▶ **Records to use**
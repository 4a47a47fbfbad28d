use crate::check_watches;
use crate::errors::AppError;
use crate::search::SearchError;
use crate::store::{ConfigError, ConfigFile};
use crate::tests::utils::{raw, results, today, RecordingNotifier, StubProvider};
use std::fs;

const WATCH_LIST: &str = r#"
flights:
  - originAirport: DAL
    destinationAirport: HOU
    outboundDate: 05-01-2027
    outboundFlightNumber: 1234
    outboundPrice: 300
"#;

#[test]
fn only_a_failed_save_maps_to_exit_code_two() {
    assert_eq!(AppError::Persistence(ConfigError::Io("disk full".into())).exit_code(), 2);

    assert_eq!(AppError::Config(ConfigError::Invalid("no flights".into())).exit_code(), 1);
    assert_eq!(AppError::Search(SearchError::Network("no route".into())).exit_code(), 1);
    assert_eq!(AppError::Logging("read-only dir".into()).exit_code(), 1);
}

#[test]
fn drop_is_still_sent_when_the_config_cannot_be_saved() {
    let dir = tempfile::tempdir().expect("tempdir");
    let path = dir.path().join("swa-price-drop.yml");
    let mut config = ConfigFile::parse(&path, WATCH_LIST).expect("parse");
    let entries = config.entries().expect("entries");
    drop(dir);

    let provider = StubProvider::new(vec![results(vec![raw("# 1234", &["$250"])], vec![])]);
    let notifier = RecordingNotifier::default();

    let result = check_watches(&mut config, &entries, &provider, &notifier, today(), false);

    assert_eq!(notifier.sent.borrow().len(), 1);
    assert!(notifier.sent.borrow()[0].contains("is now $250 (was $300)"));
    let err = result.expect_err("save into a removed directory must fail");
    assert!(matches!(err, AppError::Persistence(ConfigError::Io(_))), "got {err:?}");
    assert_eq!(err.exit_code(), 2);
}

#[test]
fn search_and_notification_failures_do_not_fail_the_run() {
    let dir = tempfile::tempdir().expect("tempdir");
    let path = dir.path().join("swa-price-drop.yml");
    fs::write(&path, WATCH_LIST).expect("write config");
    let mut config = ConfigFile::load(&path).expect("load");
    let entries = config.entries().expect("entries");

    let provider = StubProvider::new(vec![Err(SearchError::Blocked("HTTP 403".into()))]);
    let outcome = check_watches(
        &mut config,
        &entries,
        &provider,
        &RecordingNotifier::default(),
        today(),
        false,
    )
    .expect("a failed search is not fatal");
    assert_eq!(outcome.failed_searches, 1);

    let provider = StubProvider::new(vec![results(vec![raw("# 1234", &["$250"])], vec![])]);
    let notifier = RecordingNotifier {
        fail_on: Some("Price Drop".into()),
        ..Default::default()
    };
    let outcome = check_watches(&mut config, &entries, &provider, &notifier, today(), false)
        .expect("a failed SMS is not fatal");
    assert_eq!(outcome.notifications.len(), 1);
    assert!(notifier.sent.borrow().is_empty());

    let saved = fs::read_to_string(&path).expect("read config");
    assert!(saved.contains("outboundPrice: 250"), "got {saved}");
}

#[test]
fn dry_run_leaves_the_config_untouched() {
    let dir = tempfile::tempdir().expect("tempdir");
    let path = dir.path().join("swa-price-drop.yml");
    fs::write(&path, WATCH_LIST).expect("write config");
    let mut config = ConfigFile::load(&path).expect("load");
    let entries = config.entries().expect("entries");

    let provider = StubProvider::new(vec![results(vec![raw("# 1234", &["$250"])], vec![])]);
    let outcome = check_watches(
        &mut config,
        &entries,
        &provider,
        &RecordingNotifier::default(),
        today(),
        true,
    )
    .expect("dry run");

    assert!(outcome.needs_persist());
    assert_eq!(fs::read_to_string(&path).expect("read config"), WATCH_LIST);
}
---
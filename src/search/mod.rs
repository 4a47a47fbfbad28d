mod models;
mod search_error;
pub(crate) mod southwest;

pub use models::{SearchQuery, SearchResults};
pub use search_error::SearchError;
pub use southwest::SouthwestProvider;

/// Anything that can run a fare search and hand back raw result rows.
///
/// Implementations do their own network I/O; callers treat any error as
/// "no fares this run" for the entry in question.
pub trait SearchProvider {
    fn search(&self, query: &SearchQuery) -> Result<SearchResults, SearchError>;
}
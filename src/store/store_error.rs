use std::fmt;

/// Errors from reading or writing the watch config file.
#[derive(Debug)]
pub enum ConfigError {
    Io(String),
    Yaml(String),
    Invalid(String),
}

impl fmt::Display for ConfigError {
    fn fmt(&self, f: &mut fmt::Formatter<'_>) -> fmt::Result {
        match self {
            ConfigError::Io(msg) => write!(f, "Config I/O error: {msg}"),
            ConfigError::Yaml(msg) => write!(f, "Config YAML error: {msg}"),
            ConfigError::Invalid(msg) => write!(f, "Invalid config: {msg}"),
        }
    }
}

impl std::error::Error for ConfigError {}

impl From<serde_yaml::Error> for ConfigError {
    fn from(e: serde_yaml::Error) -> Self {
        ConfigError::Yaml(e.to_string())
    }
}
* * *
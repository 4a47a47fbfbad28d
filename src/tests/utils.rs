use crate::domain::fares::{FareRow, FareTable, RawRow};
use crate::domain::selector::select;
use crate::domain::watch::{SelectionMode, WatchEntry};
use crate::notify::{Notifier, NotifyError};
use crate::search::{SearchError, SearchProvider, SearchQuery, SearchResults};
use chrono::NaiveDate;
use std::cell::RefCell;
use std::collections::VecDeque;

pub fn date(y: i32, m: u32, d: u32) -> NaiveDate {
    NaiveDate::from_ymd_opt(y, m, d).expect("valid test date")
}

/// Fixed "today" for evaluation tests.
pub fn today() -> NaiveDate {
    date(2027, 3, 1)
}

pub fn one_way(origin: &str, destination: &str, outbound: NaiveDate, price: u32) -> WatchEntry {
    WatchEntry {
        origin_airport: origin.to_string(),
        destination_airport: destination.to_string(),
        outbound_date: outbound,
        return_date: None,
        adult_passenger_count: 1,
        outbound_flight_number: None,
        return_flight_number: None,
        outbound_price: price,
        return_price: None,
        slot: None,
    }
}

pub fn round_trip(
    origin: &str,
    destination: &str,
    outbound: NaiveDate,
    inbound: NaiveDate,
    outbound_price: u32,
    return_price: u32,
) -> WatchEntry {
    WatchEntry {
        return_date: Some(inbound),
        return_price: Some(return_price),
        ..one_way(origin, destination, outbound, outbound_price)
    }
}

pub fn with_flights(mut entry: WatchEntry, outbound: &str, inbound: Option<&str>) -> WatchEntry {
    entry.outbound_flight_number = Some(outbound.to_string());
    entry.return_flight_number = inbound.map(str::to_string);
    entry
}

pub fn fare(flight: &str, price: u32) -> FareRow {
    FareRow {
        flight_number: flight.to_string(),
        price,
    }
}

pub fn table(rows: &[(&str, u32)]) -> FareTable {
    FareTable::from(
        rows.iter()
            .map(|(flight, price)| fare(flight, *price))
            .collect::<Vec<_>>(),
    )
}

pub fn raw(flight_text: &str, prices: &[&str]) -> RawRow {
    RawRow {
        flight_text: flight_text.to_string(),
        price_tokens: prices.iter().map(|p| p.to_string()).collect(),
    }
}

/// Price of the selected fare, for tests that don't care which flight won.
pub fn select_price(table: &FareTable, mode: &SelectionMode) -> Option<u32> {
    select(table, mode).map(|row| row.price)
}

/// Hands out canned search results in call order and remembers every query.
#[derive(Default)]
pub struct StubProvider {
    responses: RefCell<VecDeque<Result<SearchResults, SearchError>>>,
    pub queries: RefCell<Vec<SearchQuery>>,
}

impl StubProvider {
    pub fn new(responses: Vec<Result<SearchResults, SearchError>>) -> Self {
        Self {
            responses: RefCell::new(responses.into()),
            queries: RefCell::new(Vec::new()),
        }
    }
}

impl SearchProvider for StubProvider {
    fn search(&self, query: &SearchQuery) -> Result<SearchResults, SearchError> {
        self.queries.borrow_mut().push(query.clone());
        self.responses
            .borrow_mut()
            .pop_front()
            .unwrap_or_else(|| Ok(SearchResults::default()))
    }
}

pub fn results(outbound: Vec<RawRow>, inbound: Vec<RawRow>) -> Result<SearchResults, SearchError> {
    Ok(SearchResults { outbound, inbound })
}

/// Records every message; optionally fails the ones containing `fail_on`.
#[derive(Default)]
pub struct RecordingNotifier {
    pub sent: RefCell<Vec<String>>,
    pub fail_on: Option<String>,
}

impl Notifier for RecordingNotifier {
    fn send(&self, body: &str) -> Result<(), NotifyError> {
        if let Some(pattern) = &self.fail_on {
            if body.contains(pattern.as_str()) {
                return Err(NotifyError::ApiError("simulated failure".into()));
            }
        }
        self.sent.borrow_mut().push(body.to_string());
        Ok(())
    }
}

▶ **How to complete this task**
If a line in the material contains the word "every", copy that line.

▶ **Task output**
/// Hands out canned search results in call order and remembers every query.
/// Records every message; optionally fails the ones containing `fail_on`.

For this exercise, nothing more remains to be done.